§ **WHAT IS REQUIRED**
Find "name of an element." and "attributes of an element." in the records below. Copy the lines holding them and every line between, exactly, and no others.

§ **GIVEN DATA**

impl Document {
    /// Creates a document containing only its root.
    pub fn new() -> Self {
        Self {
            nodes: vec![NodeData {
                kind: NodeKind::Root,
                parent: None,
                children: Vec::new(),
                live: true,
            }],
        }
    }

    /// Returns the root node.
    pub const fn root(&self) -> NodeId {
        NodeId(0)
    }

    /// Number of live nodes, root included.
    pub fn live_count(&self) -> usize {
        self.nodes.iter().filter(|n| n.live).count()
    }

    fn alloc(&mut self, kind: NodeKind) -> NodeId {
        #[allow(clippy::cast_possible_truncation)]
        let id = NodeId(self.nodes.len() as u32);
        self.nodes.push(NodeData {
            kind,
            parent: None,
            children: Vec::new(),
            live: true,
        });
        id
    }

    fn data(&self, id: NodeId) -> Result<&NodeData, DocumentError> {
        self.nodes
            .get(id.index())
            .filter(|n| n.live)
            .ok_or(DocumentError::UnknownNode(id))
    }

    fn data_mut(&mut self, id: NodeId) -> Result<&mut NodeData, DocumentError> {
        self.nodes
            .get_mut(id.index())
            .filter(|n| n.live)
            .ok_or(DocumentError::UnknownNode(id))
    }

    /// Creates a detached element.
    pub fn create_element(&mut self, tag: &str, attrs: Vec<Attr>) -> NodeId {
        self.alloc(NodeKind::Element {
            tag: tag.to_owned(),
            attrs,
        })
    }

    /// Creates a detached text node.
    pub fn create_text(&mut self, text: &str) -> NodeId {
        self.alloc(NodeKind::Text(text.to_owned()))
    }

    /// Creates an empty, detached fragment.
    pub fn create_fragment(&mut self) -> NodeId {
        self.alloc(NodeKind::Fragment)
    }

    /// Materializes `content` as detached nodes and returns the new roots.
    pub fn build(&mut self, content: &Content) -> Vec<NodeId> {
        content
            .roots()
            .iter()
            .flat_map(|root| self.build_node(root))
            .collect()
    }

    fn build_node(&mut self, content: &Content) -> Vec<NodeId> {
        match content {
            Content::Text(t) => vec![self.create_text(t)],
            Content::Element(el) => vec![self.build_element(el)],
            Content::List(items) => items.iter().flat_map(|c| self.build_node(c)).collect(),
        }
    }

    fn build_element(&mut self, el: &Element) -> NodeId {
        let id = self.create_element(&el.tag, el.attrs.clone());
        for child in &el.children {
            for node in self.build_node(child) {
                self.nodes[node.index()].parent = Some(id);
                self.nodes[id.index()].children.push(node);
            }
        }
        id
    }

    /// Returns `true` if `id` names a live node.
    pub fn contains(&self, id: NodeId) -> bool {
        self.data(id).is_ok()
    }

    /// Node payload.
    pub fn kind(&self, id: NodeId) -> Result<&NodeKind, DocumentError> {
        Ok(&self.data(id)?.kind)
    }

    /// Parent of `id`, if attached to one.
    pub fn parent(&self, id: NodeId) -> Option<NodeId> {
        self.data(id).ok().and_then(|n| n.parent)
    }

    /// Children of `id` (empty for unknown nodes).
    pub fn children(&self, id: NodeId) -> &[NodeId] {
        self.data(id)
            .map(|n| n.children.as_slice())
            .unwrap_or(&[])
    }

    /// Position of `id` among its parent's children.
    pub fn index_in_parent(&self, id: NodeId) -> Option<usize> {
        let parent = self.parent(id)?;
        self.children(parent).iter().position(|c| *c == id)
    }

    /// Following sibling of `id`.
    pub fn next_sibling(&self, id: NodeId) -> Option<NodeId> {
        let parent = self.parent(id)?;
        let idx = self.index_in_parent(id)?;
        self.children(parent).get(idx + 1).copied()
    }

    /// Preceding sibling of `id`.
    pub fn previous_sibling(&self, id: NodeId) -> Option<NodeId> {
        let parent = self.parent(id)?;
        let idx = self.index_in_parent(id)?;
        idx.checked_sub(1)
            .and_then(|i| self.children(parent).get(i).copied())
    }

    /// Returns `true` if `id` is connected to the document root.
    pub fn is_attached(&self, id: NodeId) -> bool {
        let mut cur = Some(id);
        while let Some(node) = cur {
            if node == self.root() {
                return true;
            }
            cur = self.parent(node);
        }
        false
    }

    /// Returns `true` if `ancestor` is `node` or one of its ancestors.
    pub fn is_ancestor_or_self(&self, ancestor: NodeId, node: NodeId) -> bool {
        let mut cur = Some(node);
        while let Some(n) = cur {
            if n == ancestor {
                return true;
            }
            cur = self.parent(n);
        }
        false
    }

    /// Tag name of an element.
    pub fn tag(&self, id: NodeId) -> Option<&str> {
        match &self.data(id).ok()?.kind {
            NodeKind::Element { tag, .. } => Some(tag),
            _ => None,
        }
    }

    /// Value of attribute `name` on an element.
    pub fn attr(&self, id: NodeId, name: &str) -> Option<&str> {
        match &self.data(id).ok()?.kind {
            NodeKind::Element { attrs, .. } => attrs
                .iter()
                .find(|a| a.name == name)
                .map(|a| a.value.as_str()),
            _ => None,
        }
    }

    /// All attributes of an element.
    pub fn attrs(&self, id: NodeId) -> &[Attr] {
        match self.data(id).map(|n| &n.kind) {
            Ok(NodeKind::Element { attrs, .. }) => attrs,
            _ => &[],
        }
    }

    /// Sets an attribute value on an element.
    pub fn set_attr(&mut self, id: NodeId, name: &str, value: &str) -> Result<(), DocumentError> {
        match &mut self.data_mut(id)?.kind {
            NodeKind::Element { attrs, .. } => {
                match attrs.iter_mut().find(|a| a.name == name) {
                    Some(a) => value.clone_into(&mut a.value),
                    None => attrs.push(Attr::new(name, value)),
                }
                Ok(())
            }
            _ => Err(DocumentError::NotAnElement(id)),
        }
    }

    /// Removes an attribute from an element.
    pub fn remove_attr(&mut self, id: NodeId, name: &str) -> Result<(), DocumentError> {
        match &mut self.data_mut(id)?.kind {
            NodeKind::Element { attrs, .. } => {
                attrs.retain(|a| a.name != name);
                Ok(())
            }
            _ => Err(DocumentError::NotAnElement(id)),
        }
    }

    /// Text of a text node.
    pub fn text(&self, id: NodeId) -> Option<&str> {
        match &self.data(id).ok()?.kind {
            NodeKind::Text(t) => Some(t),
            _ => None,
        }
    }

    /// Replaces the text of a text node.
    pub fn set_text(&mut self, id: NodeId, text: &str) -> Result<(), DocumentError> {
        match &mut self.data_mut(id)?.kind {
            NodeKind::Text(t) => {
                text.clone_into(t);
                Ok(())
            }
            _ => Err(DocumentError::NotText(id)),
        }
    }

    fn check_insert(&self, parent: NodeId, child: NodeId) -> Result<(), DocumentError> {
        match self.data(parent)?.kind {
            NodeKind::Text(_) => return Err(DocumentError::NotAContainer(parent)),
            NodeKind::Root | NodeKind::Element { .. } | NodeKind::Fragment => {}
        }
        self.data(child)?;
        if child == self.root() {
            return Err(DocumentError::RootImmovable);
        }
        if self.is_ancestor_or_self(child, parent) {
            return Err(DocumentError::Cycle { parent, child });
        }
        Ok(())
    }

    /// Removes `id` from its parent, leaving it alive and parentless.
    pub fn detach(&mut self, id: NodeId) -> Result<(), DocumentError> {
        if id == self.root() {
            return Err(DocumentError::RootImmovable);
        }
        let parent = self.data(id)?.parent;
        if let Some(p) = parent {
            self.nodes[p.index()].children.retain(|c| *c != id);
        }
        self.nodes[id.index()].parent = None;
        Ok(())
    }

    /// Inserts `child` at `index` among `parent`'s children.
    ///
    /// `child` is detached from its current parent first; `index` is clamped.
    pub fn insert_at(
        &mut self,
        parent: NodeId,
        index: usize,
        child: NodeId,
    ) -> Result<(), DocumentError> {
        self.check_insert(parent, child)?;
        self.detach(child)?;
        let children = &mut self.nodes[parent.index()].children;
        let index = index.min(children.len());
        children.insert(index, child);
        self.nodes[child.index()].parent = Some(parent);
        Ok(())
    }

    /// Appends `child` to `parent`.
    pub fn append_child(&mut self, parent: NodeId, child: NodeId) -> Result<(), DocumentError> {
        self.insert_at(parent, usize::MAX, child)
    }

    /// Inserts `child` right after `prev` under `parent`, or first when `prev` is `None`.
    pub fn insert_after(
        &mut self,
        parent: NodeId,
        prev: Option<NodeId>,
        child: NodeId,
    ) -> Result<(), DocumentError> {
        if prev == Some(child) {
            return Ok(());
        }
        self.check_insert(parent, child)?;
        self.detach(child)?;
        let index = match prev {
            None => 0,
            Some(p) => {
                let pos = self
                    .children(parent)
                    .iter()
                    .position(|c| *c == p)
                    .ok_or(DocumentError::NotAChild { parent, child: p })?;
                pos + 1
            }
        };
        self.insert_at(parent, index, child)
    }

    /// Inserts `child` before `reference`, which must have a parent.
    pub fn insert_before(&mut self, reference: NodeId, child: NodeId) -> Result<(), DocumentError> {
        let parent = self
            .parent(reference)
            .ok_or(DocumentError::UnknownNode(reference))?;
        self.check_insert(parent, child)?;
        self.detach(child)?;
        let index = self
            .index_in_parent(reference)
            .ok_or(DocumentError::NotAChild {
                parent,
                child: reference,
            })?;
        self.insert_at(parent, index, child)
    }

    /// Puts `new` where `old` is and detaches `old`.
    pub fn replace(&mut self, old: NodeId, new: NodeId) -> Result<(), DocumentError> {
        if old == new {
            return Ok(());
        }
        match self.parent(old) {
            Some(_) => {
                self.insert_before(old, new)?;
                self.detach(old)
            }
            None => {
                self.data(new)?;
                self.detach(new)
            }
        }
    }

    /// Moves every child of `from` to the end of `to`, preserving order.
    pub fn move_children(&mut self, from: NodeId, to: NodeId) -> Result<(), DocumentError> {
        let kids = self.children(from).to_vec();
        for kid in kids {
            self.append_child(to, kid)?;
        }
        Ok(())
    }

    /// Detaches `id` and marks it and its whole subtree dead.
    pub fn destroy(&mut self, id: NodeId) -> Result<(), DocumentError> {
        self.detach(id)?;
        let mut stack = vec![id];
        while let Some(n) = stack.pop() {
            let data = &mut self.nodes[n.index()];
            data.live = false;
            data.parent = None;
            stack.append(&mut data.children);
        }
        Ok(())
    }

    /// Removes every child of `id`, destroying them.
    pub fn clear_children(&mut self, id: NodeId) -> Result<(), DocumentError> {
        for kid in self.children(id).to_vec() {
            self.destroy(kid)?;
        }
        Ok(())
    }

    /// Snapshots the subtree at `id` as content; fragments become lists.
    pub fn to_content(&self, id: NodeId) -> Result<Content, DocumentError> {
        let data = self.data(id)?;
        let children = data
            .children
            .iter()
            .map(|c| self.to_content(*c))
            .collect::<Result<Vec<_>, _>>()?;
        Ok(match &data.kind {
            NodeKind::Root | NodeKind::Fragment => Content::List(children),
            NodeKind::Text(t) => Content::Text(t.clone()),
            NodeKind::Element { tag, attrs } => Content::Element(Element {
                tag: tag.clone(),
                attrs: attrs.clone(),
                children,
            }),
        })
    }

    /// Serializes the subtree at `id`, including `id` itself.
    pub fn outer_markup(&self, id: NodeId) -> String {
        let mut out = String::new();
        self.write_node(id, &mut out);
        out
    }

    /// Serializes the children of `id`.
    pub fn inner_markup(&self, id: NodeId) -> String {
        let mut out = String::new();
        for child in self.children(id) {
            self.write_node(*child, &mut out);
        }
        out
    }

    fn write_node(&self, id: NodeId, out: &mut String) {
        let Ok(data) = self.data(id) else {
            return;
        };
        match &data.kind {
            NodeKind::Text(t) => write_text(t, out),
            NodeKind::Element { tag, attrs } => {
                write_element_open(tag, attrs, out);
                for child in &data.children {
                    self.write_node(*child, out);
                }
                write_element_close(tag, out);
            }
            NodeKind::Root | NodeKind::Fragment => {
                for child in &data.children {
                    self.write_node(*child, out);
                }
            }
        }
    }
}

§ **WORKED SOLUTION**
    /// Tag name of an element.
    pub fn tag(&self, id: NodeId) -> Option<&str> {
        match &self.data(id).ok()?.kind {
            NodeKind::Element { tag, .. } => Some(tag),
            _ => None,
        }
    }

    /// Value of attribute `name` on an element.
    pub fn attr(&self, id: NodeId, name: &str) -> Option<&str> {
        match &self.data(id).ok()?.kind {
            NodeKind::Element { attrs, .. } => attrs
                .iter()
                .find(|a| a.name == name)
                .map(|a| a.value.as_str()),
            _ => None,
        }
    }

    /// All attributes of an element.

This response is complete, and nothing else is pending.